Non c'è da stupirsi. Frank Coppola "tre dita", leggendario boss siciliano braccio destro di Lucky Luciano, veniva a curarsi ad Aprilia negli anni Sessanta. Doveva fare pochi passi: era in confino a Pomezia.
Il suo arrivo fu l'inizio della fine. Ad Aprilia e in tutta la provincia di Latina vennero spediti negli anni i Casalesi, i boss di camorra delle famiglie La Torre, Alfieri, Moccia. E con loro arrivarono i Bardellino, ancora attivi, gli Schiavone e via di questo passo.
Fu poi la volta delle famiglie di 'ndrangheta: Tripodo, Pesce, Bellocco, Alvaro, Cangemi e così via. Oggi le cosche mafiose presenti sono almeno venti ma il calcolo è per difetto. Tutta la provincia, per il suo inatteso sviluppo economico e sociale, è sotto tiro delle mafie. Gli attentati e le intimidazioni contro imprenditori e commercianti, viaggiano al ritmo di due al giorno. Quelli contro le istituzioni si sprecano e omertà è la nuova parola d'ordine in questa ex oasi felice dell'Agro Pontino bonificata 75 anni fa dalla solerzia e dalla dedizione di mani friulane, venete ed emiliano-romagnole.
È Aprilia, ex Venere feconda dell'area, a smuovere i maggiori appetiti di camorra e 'ndrangheta che, nel frattempo, hanno raggiunto la pace nel nome degli affari.

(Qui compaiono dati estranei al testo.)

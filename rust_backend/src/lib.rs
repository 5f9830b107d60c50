//! Dawn Calendar - lunar calendar engine anchored on dawns and full moons.
//!
//! Days run from dawn to dawn, months from the first dawn after a full moon
//! to the first dawn after the next one, and years from one tabulated
//! new-year full moon to the next.
//!
//! # Example
//!
//! ```no_run
//! use std::sync::Arc;
//! use dawn_calendar::config::CalendarConfig;
//! use dawn_calendar::io::ReferenceLoader;
//! use dawn_calendar::services::CalendarEngine;
//!
//! let config = CalendarConfig::default();
//! let loaded = ReferenceLoader::load_from_settings(&config.data).unwrap();
//! let engine = CalendarEngine::from_config(Arc::new(loaded.data), &config);
//! let location = config.location.to_location().unwrap();
//! let years = engine.build_multi_year_calendar(2024, 2025, &location).unwrap();
//! println!("{} year cycles", years.len());
//! ```

pub mod config;
pub mod core;
pub mod io;
pub mod parsing;
pub mod services;
pub mod time;

pub use crate::config::CalendarConfig;
pub use crate::core::{
    AstronomicalEvent, CalendarError, CalendarResult, Confidence, DayCount, EventKind, Location, LunarMonth,
    ReferenceData, ReferenceSeries, YearCycle,
};
pub use crate::services::CalendarEngine;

Il business si chiama edilizia: il ciclo del cemento si presta come nessuno al riciclaggio del denaro sporco. L'allarme arriva da chi, sul territorio, rappresenta lo Stato: l'ex questore di Latina, Nicolò D'Angelo.
Nella seduta della Commissione parlamentare sui rifiuti del 25 maggio 2010, il cui oggetto erano le attività illecite connesse al traffico nel Lazio, il questore, incalzato dal parlamentare Antonio Rugghia, il quale aveva intuito che bisognava spostare il tiro, parla senza reticenze dei nuovi rischi.

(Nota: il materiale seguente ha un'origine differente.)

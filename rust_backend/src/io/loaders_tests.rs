#[cfg(test)]
mod tests {
    use crate::config::DataSettings;
    use crate::io::loaders::ReferenceLoader;
    use std::io::Write;
    use tempfile::{Builder, NamedTempFile};

    fn write_table(suffix: &str, content: &str) -> NamedTempFile {
        let mut file = Builder::new().suffix(suffix).tempfile().unwrap();
        file.write_all(content.as_bytes()).unwrap();
        file
    }

    const FULL_MOONS: &str = "Full Moon Time (UTC)\n\
        2024-03-25 07:00:00.000000\n\
        2024-04-23 23:49:00.000000\n\
        2024-05-23 13:53:00.000000\n\
        2024-06-22 01:08:00.000000\n";

    const NEW_YEARS: &str = "Full Moon Time (UTC)\n\
        2024-03-25 07:00:00.000000\n\
        2025-04-13 00:22:00.000000\n";

    /// Test loading both tables from CSV files
    #[test]
    fn test_load_from_files() {
        let full = write_table(".csv", FULL_MOONS);
        let ny = write_table(".csv", NEW_YEARS);

        let result = ReferenceLoader::load_from_files(full.path(), ny.path()).unwrap();
        assert_eq!(result.data.full_moons.len(), 4);
        assert_eq!(result.data.new_years.len(), 2);
        assert_eq!(result.full_moons.skipped, 0);
    }

    /// Test loading a mix of CSV and JSON tables through settings
    #[test]
    fn test_load_from_settings_mixed_formats() {
        let full = write_table(".csv", FULL_MOONS);
        let ny = write_table(
            ".json",
            r#"["2024-03-25T07:00:00Z", "2025-04-13T00:22:00Z", "garbage"]"#,
        );
        let settings = DataSettings {
            full_moons: full.path().to_path_buf(),
            new_years: ny.path().to_path_buf(),
        };

        let result = ReferenceLoader::load_from_settings(&settings).unwrap();
        assert_eq!(result.new_years.accepted, 2);
        assert_eq!(result.new_years.skipped, 1);
    }

    /// Test that identical content gives an identical fingerprint
    #[test]
    fn test_fingerprint_is_stable() {
        let a = ReferenceLoader::load_from_csv_strs(FULL_MOONS, NEW_YEARS).unwrap();
        let b = ReferenceLoader::load_from_csv_strs(FULL_MOONS, NEW_YEARS).unwrap();
        assert_eq!(a.data.fingerprint, b.data.fingerprint);

        let swapped = ReferenceLoader::load_from_csv_strs(NEW_YEARS, FULL_MOONS).unwrap();
        assert_ne!(a.data.fingerprint, swapped.data.fingerprint);
    }

    /// Test that a table with no usable rows is an error
    #[test]
    fn test_empty_table_fails() {
        let result = ReferenceLoader::load_from_csv_strs(FULL_MOONS, "Full Moon Time (UTC)\nnope\n");
        assert!(result.is_err());
    }

    /// Test that a missing file is reported with its path
    #[test]
    fn test_missing_file_fails() {
        let full = write_table(".csv", FULL_MOONS);
        let result = ReferenceLoader::load_from_files(
            full.path(),
            std::path::Path::new("/nonexistent/new_years_day.csv"),
        );
        let message = format!("{:#}", result.unwrap_err());
        assert!(message.contains("/nonexistent/new_years_day.csv"));
    }
}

«Credo che il problema riguardi la speculazione edilizia - afferma - e in particolare immobiliare. Dobbiamo fare i conti della spesa e capire quali sono le aziende e qual è l'indotto attraverso il quale, dal punto di vista economico, una città o una provincia sale di livello. Lì non ci sono grandi aziende o un grosso indotto economico ma la guerra del mattone. Alla fine sono queste le cose che contano. Noi abbiamo monitorato attentamente le famiglie». Ed ecco l'esempio. «Gli Alvaro hanno creato un'azienda di componenti elettrici e si sono inseriti in qualche appalto che noi abbiamo bloccato, sequestrando addirittura un palazzo nel corso di indagini che sono ancora in corso».